If compilation completes without errors, you can test your program:

cd $PROJECT_ROOT/build
./bin/my_sssp ../datasets/chesapeake/chesapeake.mtx

which should print:

G.get_number_of_vertices() : 39
G.get_number_of_edges()    : 340

Hopefully, this works, and we can now move on to writing code specific to our single-source shortest paths application.

b) Initialization + calling application code#

Single-source shortest paths has 1 parameter, the source of the search. We’ll call this single_source.

Our implementation will output one array, the distance between single_source and the other nodes in the graph. We’ll call this array distances.

Read the comments inline below for details.

  // ...
  
  std::cout << "G.get_number_of_vertices() : " << G.get_number_of_vertices() << std::endl;
  std::cout << "G.get_number_of_edges()    : " << G.get_number_of_edges()    << std::endl;

  // --
  // Params and memory allocation
  
  // Set single_source
  // You'd probably actually want to pass this as a command-line parameter, but let's
  // hard-code it for now.
  vertex_t single_source = 0;
  
  // Initialize a `thrust::device_vector` of length `n_vertices` for distances
  vertex_t n_vertices = G.get_number_of_vertices();
  thrust::device_vector<weight_t> distances(n_vertices);

  // --
  // Run

  // Call the gunrock function to run `my_sssp`
  // Note that this code doesn't exist yet, so this will break the compiler, 
  // but we'll be creating it in the next step
  float gpu_elapsed = gunrock::my_sssp::run(G, single_source, distances.data().get());

  // --
  // Log + Validate

  // Use a fancy thrust function to print the results to the command line
  // Note, if your graph is big you might not want to print this whole thing
  std::cout << "GPU Distances (output) = ";
  thrust::copy(distances.begin(), distances.end(), std::ostream_iterator<weight_t>(std::cout, " "));
  std::cout << std::endl;

  // Print runtime returned by `gunrock::my_sssp::run`
  // This will just be the GPU runtime of the "region of interest", and will ignore any 
  // setup/teardown code.
  std::cout << "GPU Elapsed Time : " << gpu_elapsed << " (ms)" << std::endl;
}

int main(int argc, char** argv) {
  test_my_sssp(argc, argv);
}

Finally, go back to the top of the file and uncomment

#include <gunrock/algorithms/my_sssp.hxx>

so that this script can see the implementation you’ll be writing in the next step.

This is the entirity of examples/my_sssp.cu. As noted above, this won’t compile, because gunrock/algorithms/my_sssp.hxx doesn’t exist yet … so let’s move on to implementing that.

For reference, your entire examples/my_sssp.cu should look similar to the code here.

4) Create include/gunrock/algorithms/my_sssp.hxx#

essentials applications are written using four structs – param, result, problem and enactor – and a wrapper function – run. We’ll walk through each of these below.

a) param struct#

The param struct holds all of the relevant user-defined parameters for the application. In this case, the only parameter is single_source, so param is quite simple:

template <typename vertex_t>
struct param_t {
  vertex_t single_source;
  param_t(vertex_t _single_source) : single_source(_single_source) {}
};

Note that in general it’s good to keep names as consistent as possible between calling function, arguments and struct attribute. essentials uses the convention that the function argument is decorated with _ prefix, and the struct attribute uses an undecorated name.

b) result struct#

The result struct holds all of the data structures that you’ll want to return to the user. In this case, the only data structures is distances. Note that we do not put internal datastructures that are used by the application here – those will go in problem.

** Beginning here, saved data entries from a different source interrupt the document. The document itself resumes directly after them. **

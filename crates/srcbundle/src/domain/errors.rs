//! Domain-specific errors.

use std::path::PathBuf;

use thiserror::Error;

#[derive(Debug, Error)]
pub enum BundleError {
    /// None of the requested language tokens resolved to a known extension.
    #[error("No valid languages selected")]
    NoValidLanguages,
    /// The output path points into a directory that does not exist.
    #[error("file path is not valid: {}", .0.display())]
    InvalidOutputPath(PathBuf),
}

template <typename vertex_t, typename weight_t>
struct result_t {
  weight_t* distances;
  result_t(weight_t* _distances) : distances(_distances) {}
};

c) problem struct#

The problem struct holds data structures that are used internally by the application, as well as the graph we’re running our application on.

problem has two methods – init and reset – which are described inline below.

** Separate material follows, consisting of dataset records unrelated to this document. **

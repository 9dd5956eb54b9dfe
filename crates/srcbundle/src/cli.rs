//! Command-line surface and dispatch.

use std::env;
use std::io;
use std::path::PathBuf;

use anyhow::{Context, Result};
use clap::{Args, Parser, Subcommand};

use crate::app::{bundle, rsp};
use crate::domain::model::{BundleOptions, SortMode};

#[derive(Debug, Parser)]
#[command(
    name = "srcbundle",
    author,
    version,
    about = "Concatenate source files from the working directory into a single bundle"
)]
pub struct Cli {
    #[command(subcommand)]
    pub command: Command,
}

#[derive(Debug, Subcommand)]
pub enum Command {
    /// Bundle matching source files into one output file.
    #[command(visible_alias = "b")]
    Bundle(BundleArgs),
    /// Interactively build a response file for later replay.
    #[command(name = "create-rsp", visible_alias = "c-rsp")]
    CreateRsp,
}

#[derive(Debug, Args)]
pub struct BundleArgs {
    /// Languages to include; "all" selects every known language.
    #[arg(
        short = 'l',
        long = "language",
        required = true,
        num_args = 1..,
        value_delimiter = ','
    )]
    pub language: Vec<String>,

    /// Destination file for the bundled output.
    #[arg(short = 'o', long = "output", default_value = "bundle.txt")]
    pub output: PathBuf,

    /// Prepend a source-path comment before each file's content.
    #[arg(short = 'n', long = "note")]
    pub note: bool,

    /// Sort order: "type" sorts by extension, anything else by file name.
    #[arg(
        short = 's',
        long = "sort",
        default_value = "name",
        value_parser = parse_sort_mode
    )]
    pub sort: SortMode,

    /// Strip blank lines before writing.
    #[arg(long = "remove-empty-lines", visible_alias = "rel")]
    pub remove_empty_lines: bool,

    /// Author name written as a header line.
    #[arg(short = 'a', long = "author")]
    pub author: Option<String>,
}

impl BundleArgs {
    pub fn into_options(self) -> BundleOptions {
        BundleOptions {
            languages: self.language,
            output: self.output,
            note: self.note,
            sort: self.sort,
            remove_empty_lines: self.remove_empty_lines,
            author: self.author,
        }
    }
}

fn parse_sort_mode(value: &str) -> Result<SortMode, std::convert::Infallible> {
    value.parse()
}

/// Parse arguments and run the selected command in the current directory.
pub fn run() -> Result<()> {
    let cli = Cli::parse();
    let cwd = env::current_dir().context("failed to resolve working directory")?;

    match cli.command {
        Command::Bundle(args) => {
            let summary = bundle::write_bundle(&cwd, &args.into_options())?;
            println!("Bundle written to {}", summary.output_path.display());
        }
        Command::CreateRsp => {
            let stdin = io::stdin();
            let mut input = stdin.lock();
            let mut output = io::stdout();
            if let Some(path) = rsp::create_response_file(&cwd, &mut input, &mut output)? {
                println!("Response file written to {}", path.display());
            }
        }
    }

    Ok(())
}
//! Application layer orchestrating domain logic and file IO.

pub mod bundle;
pub mod languages;
pub mod rsp;
pub mod select;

In the code blocks below, <boilerplate> tags indicate sections of code that are probably the same for every application.

// <boilerplate>
template <typename graph_t, typename param_type, typename result_type>
struct problem_t : gunrock::problem_t<graph_t> {
  param_type param;
  result_type result;

  problem_t(
    graph_t& G,
    param_type& _param,
    result_type& _result,
    std::shared_ptr<cuda::multi_context_t> _context
  ) : gunrock::problem_t<graph_t>(G, _context), param(_param), result(_result) {}

  using vertex_t = typename graph_t::vertex_type;
  using edge_t = typename graph_t::edge_type;
  using weight_t = typename graph_t::weight_type;
// </boilerplate>

init method#

init is a method that should be called the first time problem is instantiated with a dataset. init should allocate memory for internal data structures and compute any necessary internal parameters.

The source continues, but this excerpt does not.